━━━ LISTED RECORDS ━━━

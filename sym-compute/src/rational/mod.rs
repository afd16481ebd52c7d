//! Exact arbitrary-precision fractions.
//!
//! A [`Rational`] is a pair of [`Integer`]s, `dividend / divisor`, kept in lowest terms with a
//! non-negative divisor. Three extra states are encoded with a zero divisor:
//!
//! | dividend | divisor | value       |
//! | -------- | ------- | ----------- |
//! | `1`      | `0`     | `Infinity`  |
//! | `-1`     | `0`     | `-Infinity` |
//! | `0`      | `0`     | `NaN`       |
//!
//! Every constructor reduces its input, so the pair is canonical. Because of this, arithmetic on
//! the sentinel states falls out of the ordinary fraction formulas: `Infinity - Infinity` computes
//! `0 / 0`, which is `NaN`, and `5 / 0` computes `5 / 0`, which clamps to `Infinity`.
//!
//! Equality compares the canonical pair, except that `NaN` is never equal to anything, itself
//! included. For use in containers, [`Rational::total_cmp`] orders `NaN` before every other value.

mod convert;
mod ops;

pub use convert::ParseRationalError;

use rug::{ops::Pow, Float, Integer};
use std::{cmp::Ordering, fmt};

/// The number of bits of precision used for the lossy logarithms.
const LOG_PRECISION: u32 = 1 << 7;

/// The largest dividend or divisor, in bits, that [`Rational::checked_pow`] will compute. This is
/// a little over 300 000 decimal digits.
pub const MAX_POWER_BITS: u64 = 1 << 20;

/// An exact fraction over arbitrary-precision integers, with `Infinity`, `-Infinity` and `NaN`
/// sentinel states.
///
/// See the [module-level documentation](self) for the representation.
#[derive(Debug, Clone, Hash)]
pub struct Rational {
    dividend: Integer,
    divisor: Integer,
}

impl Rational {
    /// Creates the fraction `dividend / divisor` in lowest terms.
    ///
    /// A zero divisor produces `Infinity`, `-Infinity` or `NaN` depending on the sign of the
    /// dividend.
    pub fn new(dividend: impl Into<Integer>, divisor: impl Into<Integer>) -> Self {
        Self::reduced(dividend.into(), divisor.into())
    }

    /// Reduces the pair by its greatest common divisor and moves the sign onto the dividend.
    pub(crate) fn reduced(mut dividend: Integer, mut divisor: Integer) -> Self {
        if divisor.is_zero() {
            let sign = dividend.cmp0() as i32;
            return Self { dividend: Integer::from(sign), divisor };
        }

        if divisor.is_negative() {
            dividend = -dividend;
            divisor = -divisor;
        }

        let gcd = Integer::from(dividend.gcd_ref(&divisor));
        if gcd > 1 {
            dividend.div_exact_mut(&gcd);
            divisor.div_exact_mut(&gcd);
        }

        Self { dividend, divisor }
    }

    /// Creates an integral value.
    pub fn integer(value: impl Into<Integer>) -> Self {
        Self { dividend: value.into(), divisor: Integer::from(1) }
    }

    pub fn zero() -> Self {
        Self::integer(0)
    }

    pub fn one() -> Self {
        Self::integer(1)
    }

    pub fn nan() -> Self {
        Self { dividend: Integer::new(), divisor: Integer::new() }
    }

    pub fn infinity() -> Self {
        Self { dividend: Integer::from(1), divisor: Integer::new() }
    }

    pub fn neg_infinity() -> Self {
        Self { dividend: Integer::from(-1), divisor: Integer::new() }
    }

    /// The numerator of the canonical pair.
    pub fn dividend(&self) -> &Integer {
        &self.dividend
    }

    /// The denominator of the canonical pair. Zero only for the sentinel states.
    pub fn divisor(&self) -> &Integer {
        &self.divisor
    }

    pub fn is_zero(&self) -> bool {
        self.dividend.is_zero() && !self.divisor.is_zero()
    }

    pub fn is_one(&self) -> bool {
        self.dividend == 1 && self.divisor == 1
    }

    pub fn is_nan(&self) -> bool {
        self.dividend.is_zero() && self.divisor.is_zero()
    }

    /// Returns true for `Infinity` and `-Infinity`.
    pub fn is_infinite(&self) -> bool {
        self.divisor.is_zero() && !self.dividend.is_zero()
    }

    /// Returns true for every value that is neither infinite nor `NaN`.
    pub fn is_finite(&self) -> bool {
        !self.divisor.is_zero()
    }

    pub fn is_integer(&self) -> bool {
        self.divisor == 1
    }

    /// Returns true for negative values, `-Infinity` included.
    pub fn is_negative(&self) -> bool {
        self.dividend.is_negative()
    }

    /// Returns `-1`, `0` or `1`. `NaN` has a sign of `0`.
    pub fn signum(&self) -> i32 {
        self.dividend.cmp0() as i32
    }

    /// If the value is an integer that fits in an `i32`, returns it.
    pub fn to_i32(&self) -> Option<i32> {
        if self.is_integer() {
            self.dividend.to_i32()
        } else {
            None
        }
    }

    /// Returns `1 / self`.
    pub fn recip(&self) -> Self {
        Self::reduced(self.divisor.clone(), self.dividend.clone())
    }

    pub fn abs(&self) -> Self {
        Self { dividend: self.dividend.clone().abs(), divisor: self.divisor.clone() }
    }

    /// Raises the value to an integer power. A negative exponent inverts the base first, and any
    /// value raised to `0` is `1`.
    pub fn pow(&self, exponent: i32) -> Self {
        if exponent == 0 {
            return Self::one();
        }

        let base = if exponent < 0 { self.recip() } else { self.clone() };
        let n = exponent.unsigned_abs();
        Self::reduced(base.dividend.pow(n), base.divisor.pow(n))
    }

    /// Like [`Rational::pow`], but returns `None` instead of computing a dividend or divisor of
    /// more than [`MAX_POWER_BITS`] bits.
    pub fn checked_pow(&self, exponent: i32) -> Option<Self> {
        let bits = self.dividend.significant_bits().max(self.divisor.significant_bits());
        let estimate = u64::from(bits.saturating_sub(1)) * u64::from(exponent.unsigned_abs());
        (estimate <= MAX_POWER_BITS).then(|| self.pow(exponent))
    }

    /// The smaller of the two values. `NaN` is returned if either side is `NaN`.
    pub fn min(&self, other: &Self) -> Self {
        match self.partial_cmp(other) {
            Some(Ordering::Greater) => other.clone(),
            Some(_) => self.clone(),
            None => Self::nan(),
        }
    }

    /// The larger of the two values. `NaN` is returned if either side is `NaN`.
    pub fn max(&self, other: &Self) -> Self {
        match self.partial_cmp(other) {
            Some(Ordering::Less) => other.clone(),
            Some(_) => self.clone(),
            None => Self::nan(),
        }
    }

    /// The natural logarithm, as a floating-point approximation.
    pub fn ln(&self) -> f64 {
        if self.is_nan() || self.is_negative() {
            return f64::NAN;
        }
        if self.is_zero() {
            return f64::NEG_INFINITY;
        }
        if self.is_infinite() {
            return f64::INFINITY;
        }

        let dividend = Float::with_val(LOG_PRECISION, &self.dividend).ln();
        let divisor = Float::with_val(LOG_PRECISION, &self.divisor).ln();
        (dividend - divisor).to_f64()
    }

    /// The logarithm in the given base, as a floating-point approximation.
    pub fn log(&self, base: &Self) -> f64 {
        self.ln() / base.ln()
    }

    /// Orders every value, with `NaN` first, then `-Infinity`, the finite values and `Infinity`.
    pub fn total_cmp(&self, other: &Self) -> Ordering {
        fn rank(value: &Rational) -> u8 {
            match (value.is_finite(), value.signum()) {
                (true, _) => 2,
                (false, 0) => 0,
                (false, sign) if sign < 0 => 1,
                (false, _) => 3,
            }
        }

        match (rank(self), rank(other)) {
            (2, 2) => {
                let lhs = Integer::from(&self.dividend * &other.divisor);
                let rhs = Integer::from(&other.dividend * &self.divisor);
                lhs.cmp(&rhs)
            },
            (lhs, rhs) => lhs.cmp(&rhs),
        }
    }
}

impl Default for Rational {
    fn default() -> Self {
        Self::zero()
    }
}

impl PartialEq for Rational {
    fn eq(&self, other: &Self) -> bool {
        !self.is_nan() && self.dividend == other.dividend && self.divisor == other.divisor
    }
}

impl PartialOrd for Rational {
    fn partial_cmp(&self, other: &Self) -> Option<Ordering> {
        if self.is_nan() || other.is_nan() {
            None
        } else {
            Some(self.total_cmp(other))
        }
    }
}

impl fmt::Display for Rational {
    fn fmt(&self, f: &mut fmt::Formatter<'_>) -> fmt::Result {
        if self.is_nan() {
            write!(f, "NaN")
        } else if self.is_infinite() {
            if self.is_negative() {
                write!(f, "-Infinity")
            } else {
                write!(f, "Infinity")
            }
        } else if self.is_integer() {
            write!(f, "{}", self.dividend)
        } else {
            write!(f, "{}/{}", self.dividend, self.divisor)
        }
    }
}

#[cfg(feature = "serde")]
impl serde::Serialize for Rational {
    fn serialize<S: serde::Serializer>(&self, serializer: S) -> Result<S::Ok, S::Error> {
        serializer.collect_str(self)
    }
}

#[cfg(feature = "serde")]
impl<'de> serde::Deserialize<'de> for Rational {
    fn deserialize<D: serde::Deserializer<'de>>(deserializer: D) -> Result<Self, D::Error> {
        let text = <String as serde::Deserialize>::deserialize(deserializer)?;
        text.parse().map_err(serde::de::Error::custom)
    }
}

━━━

EXERCISE INSTRUCTIONS: Nothing but the lines from the one containing "fn fmt(&self, f: &mut" to the end of the records above should appear, each copied exactly.

ANSWER FOR THIS EXERCISE:
    fn fmt(&self, f: &mut fmt::Formatter<'_>) -> fmt::Result {
        if self.is_nan() {
            write!(f, "NaN")
        } else if self.is_infinite() {
            if self.is_negative() {
                write!(f, "-Infinity")
            } else {
                write!(f, "Infinity")
            }
        } else if self.is_integer() {
            write!(f, "{}", self.dividend)
        } else {
            write!(f, "{}/{}", self.dividend, self.divisor)
        }
    }
}

#[cfg(feature = "serde")]
impl serde::Serialize for Rational {
    fn serialize<S: serde::Serializer>(&self, serializer: S) -> Result<S::Ok, S::Error> {
        serializer.collect_str(self)
    }
}

#[cfg(feature = "serde")]
impl<'de> serde::Deserialize<'de> for Rational {
    fn deserialize<D: serde::Deserializer<'de>>(deserializer: D) -> Result<Self, D::Error> {
        let text = <String as serde::Deserialize>::deserialize(deserializer)?;
        text.parse().map_err(serde::de::Error::custom)
    }
}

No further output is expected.